Léon Bloy un jour de misère, proposa au comte Robertde Montesquiou Fezensac, poète et descendant d’une illustre famille française, de « transcrire lui-même son livre — La Chauve-Souris — sur un vélin fastueux, en écriture divine de moine carolingien, et d’orner chaque page d’exfoliations extraordinaires. » Il ajoutait « me voilà prêt à vous donner un an de ma vie épouvantable, à faire pour vous un chef-d’œuvre, si vous voulez me sauver, car je péris absolument. « Le poète, bien qu’immensément riche et d’une prodigalité vaniteuse, refusa.

4. Le chef-d’œuvre calligraphique a souvent consisté en certaines acrobaties et prouesses scripturaires. Ainsi, le fait d’écrire microscopiquement. Aelien parle d’un homme qui, après avoir écrit un distique en lettres d’or pouvait le renfermer dans l’écorce d’un grain de blé, un autre traçant des vers d’Homère sur un grain de millet. Cicéron rapporte avoir vu l’Iliade écrite sur parchemin pouvant se renfermer dans une coquille de noix. Il y a loin de ces œuvres de patience aux manuscrits latins du IVe siècle dont les caractères avaient une si grande dimension que Saint Jérôme les appelait des fardeaux écrits.

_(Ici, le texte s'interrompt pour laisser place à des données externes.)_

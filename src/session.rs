use std::fmt;

use crate::{
    error::{EvalError, Status},
    interpreter::environment::{Environment, EnvironmentConfig},
};

/// Greeting printed when the interactive shell starts.
pub const BANNER: &str = "Simple REPL shell. Type \"help\" for help, or \"exit\" to exit the shell.";

/// Text printed by the `help` command.
pub const HELP: &str = "\
A simple interpreter that can calculate arbitrarily nested mathematical expressions.
It supports:
- operators +, -, *, /, %.
- variable assignments, e.g. x = 1 or x = 1 + 1
- variable value retrieval
- operation nesting, e.g. (x + 1) * (-(2 - x))
Note that it is integer-based and does not understand floating point numbers or float division.
Commands: help, vars, exit.";

/// What the shell should do in response to one line.
#[derive(Debug, Clone, PartialEq, Eq)]
pub enum Reply {
    /// The line evaluated to a value.
    Value(i64),
    /// The line was blank; print nothing.
    Nothing,
    /// The user asked for help.
    Help,
    /// The user asked for the defined variables, sorted by name.
    Variables(Vec<(String, i64)>),
    /// The line failed to evaluate.
    Failure(EvalError),
    /// The user asked to leave.
    Exit,
}

impl Reply {
    /// Returns the status code this reply corresponds to.
    #[must_use]
    pub fn status(&self) -> Status {
        match self {
            Self::Failure(error) => error.into(),
            Self::Nothing => Status::EmptyInput,
            _ => Status::Success,
        }
    }
}

impl fmt::Display for Reply {
    fn fmt(&self, f: &mut fmt::Formatter<'_>) -> fmt::Result {
        match self {
            Self::Value(value) => write!(f, "{value}"),
            Self::Nothing | Self::Exit => Ok(()),
            Self::Help => f.write_str(HELP),
            Self::Variables(variables) => {
                for (i, (name, value)) in variables.iter().enumerate() {
                    if i > 0 {
                        writeln!(f)?;
                    }
                    write!(f, "{name} = {value}")?;
                }
                Ok(())
            },
            Self::Failure(error) => write!(f, "{error}"),
        }
    }
}

/// A shell session over one [`Environment`].
///
/// The session only dispatches commands; reading lines and printing replies
/// is left to the caller.
///
/// # Example
/// ```
/// use nestcalc::session::{Reply, Session};
///
/// let mut session = Session::default();
/// assert_eq!(session.respond("x = 4"), Reply::Value(4));
/// assert_eq!(session.respond("x % 3"), Reply::Value(1));
/// assert_eq!(session.respond("   "), Reply::Nothing);
/// assert_eq!(session.respond("exit"), Reply::Exit);
/// ```
#[derive(Debug, Default)]
pub struct Session {
    env: Environment,
}

impl Session {
    #[must_use]
    pub fn new(config: EnvironmentConfig) -> Self {
        Self { env: Environment::new(config) }
    }

    /// Handles one line of input.
    pub fn respond(&mut self, line: &str) -> Reply {
        match line.trim() {
            "exit" => Reply::Exit,
            "help" => Reply::Help,
            "vars" => Reply::Variables(self.env.variables().snapshot()),
            _ => match self.env.evaluate(line) {
                Ok(value) => Reply::Value(value),
                Err(EvalError::EmptyInput) => Reply::Nothing,
                Err(error) => Reply::Failure(error),
            },
        }
    }

    #[must_use]
    pub const fn environment(&self) -> &Environment {
        &self.env
    }
}

impl Drop for Session {
    fn drop(&mut self) {
        self.env.teardown();
    }
}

D’autre part des calligraphes se sont ingéniés à tracer des figures de personnes ou d’objets à l’aide de fines lignes d’écriture.

  1. Développement des maîtres calligraphes anglais du commencement des premiers scriptoria monastiques du moyen âge à la domination de l’écriture commerciale du XIXe siècle. The english writing-masters and their Copying Book 1570-1800. A biographical dictionary and a Bibliography by Ambroise Hesh with an introduction on the development of Handwriting by Stanley Morisson. Cambrigde-Universty Press, 1931.